Junior Lake breaks out in rout of Cards

Was Monday his best game of the season? "I think so, yeah," said Junior Lake (6 RBIs). AP Photo/Bill Boyce

ST. LOUIS -- Despite sagging ratings this season, “The Lake Show” hasn’t been canceled just yet. Chicago Cubs outfielder Junior Lake had a career night Monday, driving in six runs on a homer and two doubles to help his team, and pitcher Travis Wood, to a 17-5 victory over the St. Louis Cardinals.

“He’s electric for sure,” Wood (3-4) said after the blowout. “When he’s on he’s on. He has tremendous pop off the bat. It’s nice to see it come out.”

The problem is that Lake hasn’t been on enough through the first six weeks of the season. His batting average jumped over the .250 mark with a three-hit night Monday, so maybe it’s coming. But between an amazingly awful strikeout-to-walk ratio (10.75) and far too many defensive lapses, some Cubs fans are starting to lose patience with Lake. Teammates and his manager have his back, though.

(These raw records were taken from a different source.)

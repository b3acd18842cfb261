//! Credential pair models and the redacting secret wrapper.

// self
use crate::_prelude::*;

/// Redacted token wrapper keeping sensitive material out of logs.
///
/// `Debug` and `Display` both print `<redacted>`; the raw value is only
/// reachable through [`TokenSecret::expose`].
#[derive(Clone, PartialEq, Eq)]
pub struct TokenSecret(String);
impl TokenSecret {
	/// Wraps a new secret string.
	pub fn new(value: impl Into<String>) -> Self {
		Self(value.into())
	}

	/// Returns the inner token value. Callers must avoid logging this string.
	pub fn expose(&self) -> &str {
		&self.0
	}
}
impl AsRef<str> for TokenSecret {
	fn as_ref(&self) -> &str {
		self.expose()
	}
}
impl Debug for TokenSecret {
	fn fmt(&self, f: &mut Formatter) -> FmtResult {
		f.write_str("<redacted>")
	}
}
impl Display for TokenSecret {
	fn fmt(&self, f: &mut Formatter) -> FmtResult {
		f.write_str("<redacted>")
	}
}

/// Freshly issued credential pair with absolute expiry instants.
///
/// Built once per successful login or refresh and written to the carrier as a
/// whole; individual fields are never patched in place. Both expiries are
/// derived from the issue instant plus the provider-reported relative
/// lifetimes, never from the token body.
#[derive(Clone)]
pub struct Credential {
	/// Bearer access token.
	pub access_token: TokenSecret,
	/// Refresh token; replaced wholesale when the provider rotates it.
	pub refresh_token: TokenSecret,
	/// Instant at which the access token stops being presentable.
	pub access_expires_at: OffsetDateTime,
	/// Instant at which the refresh token stops being presentable.
	pub refresh_expires_at: OffsetDateTime,
}
impl Credential {
	/// Builds a credential from provider-reported relative lifetimes.
	pub fn issue(
		access_token: impl Into<String>,
		refresh_token: impl Into<String>,
		issued_at: OffsetDateTime,
		lifetime: Duration,
		refresh_lifetime: Duration,
	) -> Self {
		Self {
			access_token: TokenSecret::new(access_token),
			refresh_token: TokenSecret::new(refresh_token),
			access_expires_at: issued_at + lifetime,
			refresh_expires_at: issued_at + refresh_lifetime,
		}
	}

	/// Returns `true` if the access token is still presentable at `now`.
	pub fn is_access_valid_at(&self, now: OffsetDateTime) -> bool {
		self.access_expires_at > now
	}

	/// Access expiry as epoch milliseconds, the store's wire encoding.
	pub fn access_expiry_unix_ms(&self) -> i64 {
		unix_ms(self.access_expires_at)
	}
}
impl Debug for Credential {
	fn fmt(&self, f: &mut Formatter) -> FmtResult {
		f.debug_struct("Credential")
			.field("access_token", &self.access_token)
			.field("refresh_token", &self.refresh_token)
			.field("access_expires_at", &self.access_expires_at)
			.field("refresh_expires_at", &self.refresh_expires_at)
			.finish()
	}
}

/// Session fields as read back from the cookie carrier.
///
/// The refresh expiry never round-trips: it only exists as the refresh
/// cookie's own max-age, so an expired refresh token simply reads back as
/// [`None`].
#[derive(Clone, Debug)]
pub struct StoredCredential {
	/// Bearer access token as stored.
	pub access_token: TokenSecret,
	/// Refresh token, when its cookie is still alive.
	pub refresh_token: Option<TokenSecret>,
	/// Access expiry parsed from the stored epoch-millisecond field.
	pub access_expires_at: OffsetDateTime,
}
impl StoredCredential {
	/// Returns `true` if the stored access token is still valid at `now`.
	///
	/// A present-but-expired token is indistinguishable from an absent one
	/// for every caller of this check.
	pub fn is_access_valid_at(&self, now: OffsetDateTime) -> bool {
		self.access_expires_at > now
	}
}

/// Converts an instant to epoch milliseconds.
pub(crate) fn unix_ms(instant: OffsetDateTime) -> i64 {
	i64::try_from(instant.unix_timestamp_nanos() / 1_000_000).unwrap_or(i64::MAX)
}

/// Parses an epoch-millisecond value back into an instant.
pub(crate) fn from_unix_ms(ms: i64) -> OffsetDateTime {
	OffsetDateTime::from_unix_timestamp_nanos(i128::from(ms) * 1_000_000)
		.unwrap_or(OffsetDateTime::UNIX_EPOCH)
}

“Does it have something to do with his youth?” manager Rick Renteria asked. “Yes. It’s the anxiousness and desire to do well.”

The maddening thing about Lake is that there is some nuance to his game. He often looks as if he’s swinging for the fences on every pitch, but then he’ll lay down a bunt or play the team game. Lake’s first at-bat Monday might have been his best. After Emilio Bonifacio doubled to lead off for the Cubs, Lake got down 0-2 and a strikeout seemed imminent. But he worked it to 2-2 before grounding a ball to the second baseman to get Bonifacio over to third, who then scored on a passed ball. That kind of small ball is exactly what his manager and coaches have been preaching.

“Situational hitting today took a step up,” Renteria said.

And Lake set the tone for it. He followed that up with a three-run home run in the next inning, then an RBI double in the fourth. He came up again in the ninth, with the game easily in hand, and instead of swinging for a home run, Lake took a sinker down the right-field line for a two-run double.

“When he gets the ball up in the hitting zone he can do some damage,” Renteria said about Lake's home run.

But the ninth-inning hit wasn’t up in the zone -- Lake took what the pitcher gave him. He looked like a different hitter Monday, and was asked if it had been his best game of the season.

“I think so, yeah,” he responded. “I’m trying to stay positive every day.”

At some point the Cubs will need to deal with Lake's defense. A converted infielder, he’s seemingly making only small strides in the outfield. He saw a ball get under his glove and to the wall Monday -- there’s that anxiousness Renteria referenced -- and he’s more than once thrown to the wrong base.

“I’m working on my defense every day,” Lake said before the game.

But this is the big leagues and managers can take only so much. The good news is that the Cubs aren’t rushing to try the next guy out there. They don’t have anyone ready anyway -- they’re thin as it is in the outfield, so Lake should have every chance to repeat games like Monday at the plate while improving on defense.

“I’m working hard for that,” he said. “I want to be consistent.”